S Krishna mahadevasiva at
Fri Jun 27 16:13:25 UTC 1997

>REPLY TO S Krishna follows:
>On Wed, 25 Jun 1997, S Krishna wrote:
> Among Indian authoresses who have attempted to take a look at the 
>Govinda", we have Kapila Vatsyayan and Monika Verma. A perusal of 
>Vatsyayanas works would be interesting in that it compares Bundi and  
>Mewari Versions of the Gita Govinda. 
>Do you mean it compares the text of the mss?  I saw one of those books 
>and got the impression it was a study of the illustrations of the ms 
>not its text, nor was it a translation. If I am mistaken, please let me 

Krishna uvAca:
You are correct( as always:-))

>>Krishna writes:
> I also have a question for people who are interested in the Gita 
> Govinda:
> Jayadeva is variously depicted as having been a native of Orissa
> and Bengal( since there is a village called Kendubilva , the village  
>where Jayadeva lived in both states) or of KErala, since there is a  
>popular style of singing in Kerala called "sOpAnageetham" which 
>Jayadevas Ashtapadis. My question is:
> Has this question been satisfactorily resolved ? Is it now known for   
>sure as to which place he belonged to?
>Jakub Cejka says:
>>I am not aware about any substantial new material on this issue. 
>>Barbara Stoler Miller in the intro to her version of GG  (Love Song 
>the Dark Lord) from the seventies gave a brief account of the >opinions 
>on Jayadeva's birth-place. Earlier publication (reprinted >several 
>by Sahitya Academy) "Jayadeva" by, I think, S.K. >Chatterjee (?) might 
>be more detailed. It is written by a Bengali, so >you know the 
>conclusion :-) I should add that also Maithilis claimed >he was from 
>Mithila. The village in Bengal, where there is a >"Joydebmela" 
>(Jayadeva-mela) held annually is in Birbhum district and >is nowadays 
>called Kenduli.  Both Orias and Bengalis will always hold >he was from 
>their part of the eastern land. I think Kerala does not >come in 
>question.  Take for example the fact, that Jayadeva >pronounced vocalic 
>R as "ri" (evidenced together with
non-distinction of sibilants in his otherwise always perfect rhymes).
>> In Bengal (Mithila) it is and in Orissa it was pronounced so.

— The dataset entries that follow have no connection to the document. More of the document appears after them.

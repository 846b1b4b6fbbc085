//! Defines the closed-loop tracking controller for a single swerve module.
//!
//! The controller owns the hardware port for one physical module. On
//! construction it recovers the true mechanical wheel angle from the absolute
//! angle sensor and seeds the continuous relative encoder with it, so no
//! homing motion is needed after power loss. From then on it tracks
//! commanded (speed, angle) targets, running the target through the angle
//! optimizer against the measured angle first.
//!
//! Hardware faults are observable state, not control flow: a failed sensor
//! read falls back to the last known good value and raises a fault flag, a
//! failed actuator write is reported once and superseded by the next cycle's
//! command. A half-completed drive command is worse than a degraded one.

use log::{debug, warn};

use crate::{
    config::SwerveConfig,
    hardware::module_port::ModulePort,
    kinematics::{SwerveModulePosition, SwerveModuleState},
    optimizer::optimize,
    Error,
};

#[cfg(test)]
#[path = "module_tests.rs"]
mod module_tests;

/// Commanded speeds at or below this fraction of the platform maximum do not
/// produce a meaningful wheel direction, so the steering motor is left idle
/// to prevent the wheel from chattering while nearly stationary.
const STEER_DEADBAND_FRACTION: f64 = 0.01;

/// Defines the lifecycle phase of a module controller.
#[derive(Clone, Copy, Debug, PartialEq)]
pub enum ModulePhase {
    /// The controller has recovered the mechanical wheel angle from the
    /// absolute sensor but has not been commanded yet.
    Calibrated,

    /// The controller is tracking commanded targets.
    Tracking,
}

/// Stores the observable fault flags for one module.
///
/// Flags reflect the most recent interaction with the corresponding device,
/// a flag clears again as soon as the device responds.
#[derive(Clone, Copy, Debug, Default, PartialEq)]
pub struct ModuleFaults {
    /// The absolute angle sensor failed to read.
    absolute_sensor: bool,

    /// The relative steering encoder failed to read.
    steer_sensor: bool,

    /// The drive encoder failed to read.
    drive_sensor: bool,

    /// A steering command failed to write.
    steer_actuator: bool,

    /// A drive command failed to write.
    drive_actuator: bool,
}

impl ModuleFaults {
    /// Returns a value indicating whether the absolute angle sensor failed to
    /// read.
    pub fn absolute_sensor(&self) -> bool {
        self.absolute_sensor
    }

    /// Returns a value indicating whether any fault flag is raised.
    pub fn any(&self) -> bool {
        self.absolute_sensor
            || self.steer_sensor
            || self.drive_sensor
            || self.steer_actuator
            || self.drive_actuator
    }

    /// Returns a value indicating whether a drive command failed to write.
    pub fn drive_actuator(&self) -> bool {
        self.drive_actuator
    }

    /// Returns a value indicating whether the drive encoder failed to read.
    pub fn drive_sensor(&self) -> bool {
        self.drive_sensor
    }

    /// Returns a value indicating whether a steering command failed to write.
    pub fn steer_actuator(&self) -> bool {
        self.steer_actuator
    }

    /// Returns a value indicating whether the relative steering encoder
    /// failed to read.
    pub fn steer_sensor(&self) -> bool {
        self.steer_sensor
    }
}

/// Controls one physical swerve module through its hardware port.
pub struct SwerveModule {
    /// The index of the module in the configured geometry list.
    index: usize,

    /// The hardware capability interface for the module.
    port: Box<dyn ModulePort>,

    /// The platform maximum linear speed in meters per second.
    maximum_speed_in_meters_per_second: f64,

    /// The lifecycle phase of the controller.
    phase: ModulePhase,

    /// The observable fault flags for the module.
    faults: ModuleFaults,

    /// The last successfully measured continuous steering angle in radians.
    last_angle_in_radians: f64,

    /// The last successfully measured drive velocity in meters per second.
    last_velocity_in_meters_per_second: f64,

    /// The last successfully measured accumulated drive distance in meters.
    last_distance_in_meters: f64,

    /// The last successfully measured absolute sensor angle in radians.
    last_absolute_angle_in_radians: f64,
}

impl SwerveModule {
    /// Returns the most recent absolute sensor angle in radians, falling back
    /// to the last known good value when the sensor does not respond.
    pub fn absolute_angle_in_radians(&mut self) -> f64 {
        match self.port.absolute_angle_in_radians() {
            Ok(angle) => {
                self.faults.absolute_sensor = false;
                self.last_absolute_angle_in_radians = angle;
                angle
            }
            Err(_) => {
                self.report_fault("absolute angle sensor", self.faults.absolute_sensor);
                self.faults.absolute_sensor = true;
                self.last_absolute_angle_in_radians
            }
        }
    }

    /// Returns the observable fault flags for the module.
    pub fn faults(&self) -> ModuleFaults {
        self.faults
    }

    /// Returns the index of the module in the configured geometry list.
    pub fn index(&self) -> usize {
        self.index
    }

    /// Creates a new [SwerveModule] and calibrates it against its absolute
    /// angle sensor.
    ///
    /// Calibration reads the absolute sensor, subtracts the configured
    /// calibration offset and seeds the continuous relative encoder with the
    /// result. This recovers the true mechanical angle after power loss
    /// without a homing motion.
    ///
    /// ## Parameters
    ///
    /// * 'index' - The index of the module in the configured geometry list.
    /// * 'port' - The hardware capability interface for the module.
    /// * 'config' - The validated drivetrain configuration.
    ///
    /// ## Errors
    ///
    /// * [Error::ModuleCalibrationFailure] - Returned when the absolute
    ///   sensor cannot be read or the relative encoder cannot be seeded. A
    ///   module without a known mechanical zero must not start tracking.
    /// * [Error::ActuatorWriteFailure] - Returned when the gains or current
    ///   bounds cannot be applied to the hardware.
    pub fn new(
        index: usize,
        mut port: Box<dyn ModulePort>,
        config: &SwerveConfig,
    ) -> Result<Self, Error> {
        port.configure(
            config.steer_gains(),
            config.drive_gains(),
            config.current_limits(),
        )?;

        let absolute_angle = port
            .absolute_angle_in_radians()
            .map_err(|_| Error::ModuleCalibrationFailure {
                module_index: index,
            })?;

        let calibration_offset = config.modules()[index]
            .calibration_offset_in_degrees()
            .to_radians();
        let mechanical_angle = absolute_angle - calibration_offset;

        port.seed_steer_angle(mechanical_angle)
            .map_err(|_| Error::ModuleCalibrationFailure {
                module_index: index,
            })?;

        debug!(
            "Module {}: calibrated, absolute angle {:.4} rad, mechanical angle {:.4} rad.",
            index, absolute_angle, mechanical_angle
        );

        Ok(Self {
            index,
            port,
            maximum_speed_in_meters_per_second: config.maximum_speed_in_meters_per_second(),
            phase: ModulePhase::Calibrated,
            faults: ModuleFaults::default(),
            last_angle_in_radians: mechanical_angle,
            last_velocity_in_meters_per_second: 0.0,
            last_distance_in_meters: 0.0,
            last_absolute_angle_in_radians: absolute_angle,
        })
    }

    /// Returns the lifecycle phase of the controller.
    pub fn phase(&self) -> ModulePhase {
        self.phase
    }

    /// Returns the accumulated position of the module, falling back to the
    /// last known good values when a sensor does not respond.
    pub fn position(&mut self) -> SwerveModulePosition {
        match self.port.drive_distance_in_meters() {
            Ok(distance) => {
                self.faults.drive_sensor = false;
                self.last_distance_in_meters = distance;
            }
            Err(_) => {
                self.report_fault("drive encoder", self.faults.drive_sensor);
                self.faults.drive_sensor = true;
            }
        }

        SwerveModulePosition::new(self.last_distance_in_meters, self.measured_angle())
    }

    /// Logs a device fault on the transition from healthy to faulted, so a
    /// persistent fault is reported once rather than every cycle.
    fn report_fault(&self, device: &str, already_faulted: bool) {
        if !already_faulted {
            warn!("Module {}: {} is not responding.", self.index, device);
        }
    }

    /// Commands the module toward the given target.
    ///
    /// The target is first optimized against the measured steering angle so
    /// the wheel never rotates more than a quarter turn. Targets at or below
    /// one percent of the platform maximum speed leave the steering motor
    /// idle to prevent chatter while nearly stationary.
    ///
    /// Hardware failures do not interrupt the command: they raise the module
    /// fault flags and the previous commanded state persists until the next
    /// cycle supersedes it.
    ///
    /// ## Parameters
    ///
    /// * 'target' - The desired module state.
    /// * 'open_loop' - When true the drive output is commanded directly as a
    ///   fraction of the full output, otherwise the closed-loop velocity
    ///   controller tracks the target speed.
    pub fn set_desired_state(&mut self, target: &SwerveModuleState, open_loop: bool) {
        let current_angle = self.measured_angle();
        let optimized = optimize(target, current_angle);

        let speed = optimized.speed_in_meters_per_second();

        let steer_result = if speed.abs()
            <= STEER_DEADBAND_FRACTION * self.maximum_speed_in_meters_per_second
        {
            self.port.hold_steer()
        } else {
            self.port.set_steer_setpoint(optimized.angle_in_radians())
        };
        match steer_result {
            Ok(()) => self.faults.steer_actuator = false,
            Err(_) => {
                self.report_fault("steering actuator", self.faults.steer_actuator);
                self.faults.steer_actuator = true;
            }
        }

        let drive_result = if open_loop {
            let fraction = (speed / self.maximum_speed_in_meters_per_second).clamp(-1.0, 1.0);
            self.port.set_drive_duty_cycle(fraction)
        } else {
            self.port.set_drive_velocity(speed)
        };
        match drive_result {
            Ok(()) => self.faults.drive_actuator = false,
            Err(_) => {
                self.report_fault("drive actuator", self.faults.drive_actuator);
                self.faults.drive_actuator = true;
            }
        }

        self.phase = ModulePhase::Tracking;
    }

    /// Returns the measured state of the module, falling back to the last
    /// known good values when a sensor does not respond.
    pub fn state(&mut self) -> SwerveModuleState {
        match self.port.drive_velocity_in_meters_per_second() {
            Ok(velocity) => {
                self.faults.drive_sensor = false;
                self.last_velocity_in_meters_per_second = velocity;
            }
            Err(_) => {
                self.report_fault("drive encoder", self.faults.drive_sensor);
                self.faults.drive_sensor = true;
            }
        }

        SwerveModuleState::new(self.last_velocity_in_meters_per_second, self.measured_angle())
    }

    /// Reads the continuous steering angle, falling back to the last known
    /// good value when the encoder does not respond.
    fn measured_angle(&mut self) -> f64 {
        match self.port.steer_angle_in_radians() {
            Ok(angle) => {
                self.faults.steer_sensor = false;
                self.last_angle_in_radians = angle;
                angle
            }
            Err(_) => {
                self.report_fault("steering encoder", self.faults.steer_sensor);
                self.faults.steer_sensor = true;
                self.last_angle_in_radians
            }
        }
    }
}
impl SwerveDrive {
    /// Drives the platform with the given per-cycle command.
    ///
    /// A field-relative translation is rotated into the body frame using the
    /// gyroscope heading, not the odometry pose, to avoid feeding a possibly
    /// stale pose estimate back into the command path. The commanded
    /// velocity is then corrected for discretization, converted into module
    /// targets, desaturated uniformly and dispatched to the modules.
    ///
    /// ## Parameters
    ///
    /// * 'command' - The driving input for this cycle. Calling twice in one
    ///   cycle simply overwrites the previous target.
    pub fn drive(&mut self, command: &DriveCommand) {
        let translation = command.translation_in_meters_per_second();
        let speeds = if command.field_relative() {
            ChassisSpeeds::from_field_relative(
                translation.x,
                translation.y,
                command.rotation_in_radians_per_second(),
                self.heading_in_radians(),
            )
        } else {
            ChassisSpeeds::new(
                translation.x,
                translation.y,
                command.rotation_in_radians_per_second(),
            )
        };

        let corrected = correct_for_discretization(&speeds, self.config.control_period());

        let mut states = self.kinematics.to_module_states(&corrected);
        SwerveKinematics::desaturate(
            &mut states,
            self.config.maximum_speed_in_meters_per_second(),
        );

        for (module, state) in self.modules.iter_mut().zip(states.iter()) {
            module.set_desired_state(state, command.open_loop());
        }
    }

    /// Returns the current estimated pose, expressed under the configured
    /// pose axis convention.
    pub fn get_pose(&self) -> Pose2d {
        let pose = self.odometry.pose();
        match self.config.pose_axis_convention() {
            PoseAxisConvention::Standard => pose,
            PoseAxisConvention::MirroredXy => Pose2d::new(
                -pose.x_in_meters(),
                -pose.y_in_meters(),
                pose.heading_in_radians(),
            ),
        }
    }

    /// Returns the current gyroscope heading in radians, continuous, with
    /// the configured invert policy applied. Falls back to the last known
    /// good value when the gyroscope does not respond.
    pub fn heading_in_radians(&mut self) -> f64 {
        self.yaw_in_degrees().to_radians()
    }

    /// Returns the measured position of every module.
    pub fn module_positions(&mut self) -> Vec<SwerveModulePosition> {
        self.modules
            .iter_mut()
            .map(|module| module.position())
            .collect()
    }

    /// Returns the measured state of every module.
    pub fn module_states(&mut self) -> Vec<SwerveModuleState> {
        self.modules.iter_mut().map(|module| module.state()).collect()
    }

    /// Creates a new [SwerveDrive].
    ///
    /// Construction validates that the hardware matches the configuration,
    /// calibrates every module against its absolute angle sensor and zeroes
    /// the gyroscope. An invalid configuration or a module that cannot
    /// establish its mechanical zero is fatal: the coordinator must not
    /// produce commands with undefined geometry.
    ///
    /// ## Parameters
    ///
    /// * 'config' - The validated drivetrain configuration.
    /// * 'ports' - One hardware port per configured module geometry, in the
    ///   same order as the geometry list.
    /// * 'gyro' - The gyroscope capability interface.
    /// * 'telemetry' - The optional telemetry publisher for the dashboard.
    ///
    /// ## Errors
    ///
    /// * [Error::ModuleCountMismatch] - Returned when the number of ports
    ///   does not match the number of configured module geometries.
    /// * [Error::TooFewModules] - Returned when the configuration holds
    ///   fewer than two modules.
    /// * [Error::DegenerateModuleLayout] - Returned when the module offsets
    ///   do not permit a kinematic inversion.
    /// * [Error::ModuleCalibrationFailure] - Returned when a module cannot
    ///   recover its mechanical zero.
    /// * [Error::SensorReadFailure] - Returned when the gyroscope cannot be
    ///   read during construction.
    /// * [Error::ActuatorWriteFailure] - Returned when module gains cannot
    ///   be applied or the gyroscope cannot be zeroed.
    pub fn new(
        config: SwerveConfig,
        ports: Vec<Box<dyn ModulePort>>,
        gyro: Box<dyn GyroPort>,
        telemetry: Option<TelemetryPublisher>,
    ) -> Result<Self, Error> {
        if ports.len() != config.module_count() {
            return Err(Error::ModuleCountMismatch {
                expected: config.module_count(),
                provided: ports.len(),
            });
        }

        let kinematics = SwerveKinematics::new(config.modules())?;

        let mut modules = Vec::with_capacity(ports.len());
        for (index, port) in ports.into_iter().enumerate() {
            modules.push(SwerveModule::new(index, port, &config)?);
        }

        let mut gyro = gyro;
        gyro.set_yaw(0.0)?;
        let raw_yaw_in_degrees = gyro.yaw_in_degrees()?;
        let yaw_in_degrees = if config.invert_gyro() {
            -raw_yaw_in_degrees
        } else {
            raw_yaw_in_degrees
        };

        let positions: Vec<SwerveModulePosition> = modules
            .iter_mut()
            .map(|module| module.position())
            .collect();
        let odometry =
            SwerveOdometry::new(kinematics.clone(), yaw_in_degrees.to_radians(), &positions)?;

        Ok(Self {
            config,
            kinematics,
            modules,
            gyro,
            odometry,
            telemetry,
            last_yaw_in_degrees: yaw_in_degrees,
            gyro_fault: false,
            overran_previous_cycle: false,
        })
    }

    /// Forces the odometry estimator to a known pose and re-zeroes the
    /// gyroscope so that the reported heading matches the pose heading.
    ///
    /// ## Parameters
    ///
    /// * 'pose' - The known true pose of the robot.
    ///
    /// ## Errors
    ///
    /// * [Error::ActuatorWriteFailure] - Returned when the gyroscope does
    ///   not accept its new reference zero.
    pub fn reset_odometry(&mut self, pose: Pose2d) -> Result<(), Error> {
        self.zero_gyro(pose.heading_in_radians().to_degrees())?;

        let heading = self.heading_in_radians();
        let positions = self.module_positions();
        self.odometry.reset(pose, heading, &positions)
    }

    /// Dispatches externally computed module targets directly.
    ///
    /// The targets are desaturated and handed to the modules under
    /// closed-loop control. Field-relative rotation and discretization
    /// correction are bypassed: a trajectory follower that produces module
    /// states has already accounted for the real path.
    ///
    /// ## Parameters
    ///
    /// * 'states' - One target per configured module, in geometry order.
    ///
    /// ## Errors
    ///
    /// * [Error::ModuleCountMismatch] - Returned when the number of targets
    ///   does not match the number of configured modules.
    pub fn set_module_states(&mut self, states: &[SwerveModuleState]) -> Result<(), Error> {
        if states.len() != self.modules.len() {
            return Err(Error::ModuleCountMismatch {
                expected: self.modules.len(),
                provided: states.len(),
            });
        }

        let mut desaturated = states.to_vec();
        SwerveKinematics::desaturate(
            &mut desaturated,
            self.config.maximum_speed_in_meters_per_second(),
        );

        for (module, state) in self.modules.iter_mut().zip(desaturated.iter()) {
            module.set_desired_state(state, false);
        }

        Ok(())
    }

    /// Runs one periodic cycle: read the gyroscope and module feedback, feed
    /// the odometry estimator and publish telemetry.
    ///
    /// Exceeding the control period budget is a timing fault: it is reported
    /// and surfaced in the next telemetry record, but the cycle's math
    /// always completes once started.
    pub fn update(&mut self) {
        let cycle_start = Instant::now();

        let yaw_in_degrees = self.yaw_in_degrees();
        let heading = yaw_in_degrees.to_radians();
        let positions = self.module_positions();

        if let Err(error) = self.odometry.update(heading, &positions) {
            warn!("Odometry update rejected the module positions: {}.", error);
        }

        self.publish_telemetry(yaw_in_degrees);
        self.record_cycle_time(cycle_start);
    }

    /// Returns the current gyroscope yaw in degrees, continuous, with the
    /// configured invert policy applied. Falls back to the last known good
    /// value when the gyroscope does not respond.
    pub fn yaw_in_degrees(&mut self) -> f64 {
        match self.gyro.yaw_in_degrees() {
            Ok(raw) => {
                self.gyro_fault = false;
                self.last_yaw_in_degrees = if self.config.invert_gyro() { -raw } else { raw };
            }
            Err(_) => {
                if !self.gyro_fault {
                    warn!("The gyroscope is not responding, holding the last known heading.");
                }

                self.gyro_fault = true;
            }
        }

        self.last_yaw_in_degrees
    }

    /// Sets the gyroscope reference zero and immediately re-syncs the
    /// odometry estimator so that the pose heading and the gyroscope agree.
    ///
    /// ## Parameters
    ///
    /// * 'yaw_in_degrees' - The yaw the current physical heading should read
    ///   as, before the invert policy is applied.
    ///
    /// ## Errors
    ///
    /// * [Error::ActuatorWriteFailure] - Returned when the gyroscope does
    ///   not accept the new reference.
    pub fn zero_gyro(&mut self, yaw_in_degrees: f64) -> Result<(), Error> {
        let sensor_yaw = if self.config.invert_gyro() {
            -yaw_in_degrees
        } else {
            yaw_in_degrees
        };

        self.gyro.set_yaw(sensor_yaw)?;

        let heading = self.heading_in_radians();
        self.odometry.sync_heading(heading);
        Ok(())
    }

    /// Builds and publishes the telemetry record for this cycle.
    fn publish_telemetry(&mut self, yaw_in_degrees: f64) {
        if self.telemetry.is_none() {
            return;
        }

        let mut module_records = Vec::with_capacity(self.modules.len());
        for module in self.modules.iter_mut() {
            let state = module.state();
            module_records.push(ModuleTelemetry::new(
                module.index(),
                state.angle_in_radians(),
                module.absolute_angle_in_radians(),
                state.speed_in_meters_per_second(),
                module.faults().any(),
            ));
        }

        let record = TelemetryRecord::new(
            yaw_in_degrees,
            self.get_pose(),
            module_records,
            self.overran_previous_cycle,
        );

        if let Some(publisher) = &self.telemetry {
            publisher.publish(record);
        }
    }

    /// Measures the elapsed cycle time against the control period budget and
    /// reports a timing fault when the budget was exceeded.
    #[cfg_attr(test, mutants::skip)] // Wall clock dependent, cannot be checked deterministically
    fn record_cycle_time(&mut self, cycle_start: Instant) {
        let elapsed = cycle_start.elapsed();
        self.overran_previous_cycle = elapsed > self.config.control_period();
        if self.overran_previous_cycle {
            warn!(
                "The periodic update took {} us, exceeding the {} us control period.",
                elapsed.as_micros(),
                self.config.control_period().as_micros()
            );
        }
    }
}
use super::*;

#[test]
fn when_publishing_with_space_should_deliver_the_record() {
    let (publisher, receiver) = TelemetryPublisher::new(4);

    let record = TelemetryRecord::new(45.0, Pose2d::new(1.0, 2.0, 0.5), Vec::new(), false);
    assert!(publisher.publish(record.clone()));

    let received = receiver.recv().unwrap();
    assert_eq!(received, record);
}

#[test]
fn when_channel_is_full_should_drop_the_record_without_blocking() {
    let (publisher, _receiver) = TelemetryPublisher::new(1);

    let record = TelemetryRecord::new(0.0, Pose2d::identity(), Vec::new(), false);
    assert!(publisher.publish(record.clone()));
    assert!(!publisher.publish(record));
}

#[test]
fn when_receiver_is_gone_should_drop_the_record_without_blocking() {
    let (publisher, receiver) = TelemetryPublisher::new(4);
    drop(receiver);

    let record = TelemetryRecord::new(0.0, Pose2d::identity(), Vec::new(), false);
    assert!(!publisher.publish(record));
}

#[test]
fn when_creating_module_telemetry_should_be_initialized() {
    let telemetry = ModuleTelemetry::new(2, 0.5, 0.25, 1.5, true);

    assert_eq!(telemetry.index(), 2);
    assert_eq!(telemetry.angle_in_radians(), 0.5);
    assert_eq!(telemetry.absolute_angle_in_radians(), 0.25);
    assert_eq!(telemetry.speed_in_meters_per_second(), 1.5);
    assert!(telemetry.faulted());
}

 This is a most interesting point!!!! This would then make one conclude 
that Jayadeva was indeed from Bengal, because  as of today,the letter 
"R" is pronounced as "ri" only in Bengal. In Orissa, it is more often 
than not pronounced as "ru"( I can vouch for the fact that 3 different 
Oriya speaking teachers that I had in high school always pronounced my 
name as "Krushna" instead of "Krishna"). From what I know, R is 
pronounced as "Ru"( with the exception of words like Krishna or Rishi)in 
Gujarat, Maharashtra, the 4 southern states and Orissa. However, I am 
not sure of how this was during Jayadevas days. 
  On the other hand, IF present day pronounciation is no different from 
then and Jayadeva was from Bengal/Orissa, then he should have written 
his name as "Jayadeba" any of his works mention his name as 
"Jayadeba"? If one were to look into this Kerala theory, then
Jayadeva would come out as "Jayadeva".

>Jakub says:
> >  However I found it curious that GG is most popular in those 
>Eastern provinces and in Kerala  which is quite far away, while it is 
>not so popular in the regions in between (if I am not mistaken).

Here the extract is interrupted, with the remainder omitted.